Economic competitiveness relies upon innovation and digitized tools, services and data representation. These innovations are required for organizations to remain effective. Designers and design managers guide the evolution of digitally enabled design capabilities by integrating different types of digital process capabilities and resources. Such capabilities can also help optimize complex systems (e.g., smart grid, pervasive healthcare). Building on organizational and evolutionary theory, this project studies changes in organizational processes as they incorporate innovative virtual elements. It applies a process modeling framework to explore underlying mechanisms that generate patterns of change, and uses computational tools in conjunction with theories of evolutionary genetics to analyze longitudinal changes in organizational processes for integrating virtualized innovations. Generative structural elements of design processes (e.g., genotypes) give birth to surface-level design routines and variations (e.g., phenotypes) over time. Processes are represented as sequences akin to biological genes and their translated protein products. while combinations of elements akin to DNA base pairs and their corresponding amino acids capture essential traits of design activity. This new vocabulary helps us delineate structurally the fundamental design task elements and their variation across design task instances.

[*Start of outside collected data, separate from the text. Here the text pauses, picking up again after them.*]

// ==========================================
// 班次吨位引擎 - OEE 指标计算
// ==========================================
// 职责: 单机台当前班次的可用率 / 性能 / 质量 / 综合效率
// 窗口: 与 now 同一生产日且班次与 now 相同的记录
// 红线: 所有除零场景显式返回 0，不产生 NaN（直接用于看板）
// ==========================================
// 可用率 = max(0, 计划分钟 - 停机分钟) / 计划分钟 × 100
// 性能   = min(100, 产出件数 / 计划件数 × 100)
// 质量   = max(0, (产出 - 不良) / 产出 × 100)，无产出时为 100
// 综合   = 可用率 × 性能 × 质量 / 10000
// ==========================================

use crate::domain::material::MaterialCatalog;
use crate::domain::metrics::{OeeMetrics, OeeRating};
use crate::domain::production::{ProductionOrder, ProductionRecord};
use crate::domain::types::ShiftName;
use crate::engine::shift_classifier::{
    classify_shift, is_same_production_day, production_day_of, resolve_record_shift,
};
use crate::engine::tonnage::TonnageCalculator;
use chrono::NaiveDateTime;
use std::collections::HashSet;
use std::sync::Arc;
use tracing::instrument;

/// 早班、中班计划分钟（8h18m）
pub const DAY_SHIFT_SCHEDULED_MINUTES: f64 = 498.0;
/// 夜班计划分钟（7h22m）
pub const NIGHT_SHIFT_SCHEDULED_MINUTES: f64 = 442.0;

/// 班次计划分钟
pub fn scheduled_shift_minutes(shift: ShiftName) -> f64 {
    match shift {
        ShiftName::Morning | ShiftName::Afternoon => DAY_SHIFT_SCHEDULED_MINUTES,
        ShiftName::Night => NIGHT_SHIFT_SCHEDULED_MINUTES,
    }
}

/// 可用率（%）
pub fn availability(scheduled_minutes: f64, downtime_minutes: f64) -> f64 {
    if !(scheduled_minutes > 0.0) {
        return 0.0;
    }
    let operating = (scheduled_minutes - downtime_minutes).max(0.0);
    (operating / scheduled_minutes * 100.0).clamp(0.0, 100.0)
}

/// 性能（%），上限 100
pub fn performance(produced_units: f64, planned_units: f64) -> f64 {
    if !(planned_units > 0.0) || !produced_units.is_finite() {
        return 0.0;
    }
    (produced_units / planned_units * 100.0).clamp(0.0, 100.0)
}

/// 质量（%），无产出时为 100
pub fn quality(total_produced: u64, total_rejects: u64) -> f64 {
    if total_produced == 0 {
        return 100.0;
    }
    let good = total_produced as f64 - total_rejects as f64;
    (good / total_produced as f64 * 100.0).max(0.0)
}

/// 综合效率（%）
pub fn composite(availability: f64, performance: f64, quality: f64) -> f64 {
    let oee = availability * performance * quality / 10000.0;
    if oee.is_finite() {
        oee
    } else {
        0.0
    }
}

// ==========================================
// OeeCalculator - OEE 计算器
// ==========================================
pub struct OeeCalculator {
    tonnage: TonnageCalculator,
}

impl OeeCalculator {
    pub fn new(catalog: Arc<MaterialCatalog>) -> Self {
        Self {
            tonnage: TonnageCalculator::new(catalog),
        }
    }

    /// 计算单机台当前班次 OEE
    ///
    /// 性能使用机台首个 running/pending 订单（按输入顺序），
    /// 产出件数统计该订单的全部输入记录（订单进度对比计划）
    #[instrument(skip(self, records, orders), fields(
        records_count = records.len(),
        orders_count = orders.len()
    ))]
    pub fn calculate(
        &self,
        machine_id: &str,
        records: &[ProductionRecord],
        orders: &[ProductionOrder],
        now: NaiveDateTime,
    ) -> OeeMetrics {
        let shift = classify_shift(now);
        let production_day = production_day_of(now);

        let machine_order_ids: HashSet<&str> = orders
            .iter()
            .filter(|o| o.machine_id == machine_id)
            .map(|o| o.id.as_str())
            .collect();

        // 1. 当前班次窗口内的机台记录
        let window: Vec<&ProductionRecord> = records
            .iter()
            .filter(|r| machine_order_ids.contains(r.order_id.as_str()))
            .filter(|r| is_same_production_day(r.recorded_at, now))
            .filter(|r| resolve_record_shift(r).shift == shift)
            .collect();

        // 2. 可用率
        let scheduled_minutes = scheduled_shift_minutes(shift);
        let downtime_minutes: f64 = window.iter().map(|r| f64::from(r.downtime_minutes)).sum();
        let operating_minutes = (scheduled_minutes - downtime_minutes).max(0.0);
        let availability = availability(scheduled_minutes, downtime_minutes);

        // 3. 性能
        let active_order = orders
            .iter()
            .find(|o| o.machine_id == machine_id && o.status.is_active());
        let (produced_units, planned_units, ideal_output_units) = match active_order {
            Some(order) => self.order_progress(order, records, operating_minutes),
            None => (0.0, 0.0, None),
        };
        let performance = performance(produced_units, planned_units);

        // 4. 质量
        let total_produced: u64 = window.iter().map(|r| u64::from(r.produced_quantity)).sum();
        let total_rejects: u64 = window.iter().map(|r| u64::from(r.reject_quantity)).sum();
        let quality = quality(total_produced, total_rejects);

        // 5. 综合
        let oee = composite(availability, performance, quality);

        tracing::debug!(
            machine_id,
            %shift,
            availability,
            performance,
            quality,
            oee,
            "oee calculated"
        );

        OeeMetrics {
            machine_id: machine_id.to_string(),
            production_day,
            shift,
            scheduled_minutes,
            downtime_minutes,
            operating_minutes,
            availability,
            active_order_id: active_order.map(|o| o.id.clone()),
            produced_units,
            planned_units,
            performance,
            ideal_output_units,
            total_produced,
            total_rejects,
            quality,
            oee,
            rating: OeeRating::from_score(oee),
            record_count: window.len(),
        }
    }

    /// 计算订单中出现的所有机台（按首次出现顺序）
    pub fn calculate_all_machines(
        &self,
        records: &[ProductionRecord],
        orders: &[ProductionOrder],
        now: NaiveDateTime,
    ) -> Vec<OeeMetrics> {
        let mut seen = HashSet::new();
        orders
            .iter()
            .filter(|o| seen.insert(o.machine_id.as_str()))
            .map(|o| self.calculate(&o.machine_id, records, orders, now))
            .collect()
    }

    /// 活动订单进度: (产出件数, 计划件数, 理论产出件数)
    ///
    /// 物料缺失时件数均为 0
    fn order_progress(
        &self,
        order: &ProductionOrder,
        records: &[ProductionRecord],
        operating_minutes: f64,
    ) -> (f64, f64, Option<f64>) {
        let produced_boxes: u32 = records
            .iter()
            .filter(|r| r.order_id == order.id)
            .fold(0u32, |acc, r| acc.saturating_add(r.produced_quantity));

        let material = match self.tonnage.resolve_material(&order.product_name) {
            Ok(m) => m,
            Err(e) => {
                tracing::warn!(
                    order_id = %order.id,
                    error = %e,
                    "performance degraded to zero"
                );
                return (0.0, 0.0, None);
            }
        };

        let produced_units = f64::from(produced_boxes) * material.units_per_container;
        let planned_units = f64::from(order.planned_quantity) * material.units_per_container;
        let ideal_output_units = material
            .target_units_per_minute
            .filter(|ppm| ppm.is_finite() && *ppm > 0.0)
            .map(|ppm| ppm * operating_minutes);

        (produced_units, planned_units, ideal_output_units)
    }
}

The study advances theoretical understanding of how digital capabilities alter organizational processes. It shows how mutations emerge and how processes change over time. It identifies strategies for embedding digital capabilities into processes, and explores the impact of complexity. It advances instrumentation, methodology and analytical techniques by describing digitally-enabled processes and performing comparative, hierarchical, structural-analytical analyses of event-sequence-based process data. It provides longitudinal data on the micro- and meso-level changes in design processes from systematic studies of design for cars, chips and buildings. Genetics research is used to evaluate design in light of evolutionary models and agent-based simulations and to identify patterns of integration of digital capabilities into design processes over time.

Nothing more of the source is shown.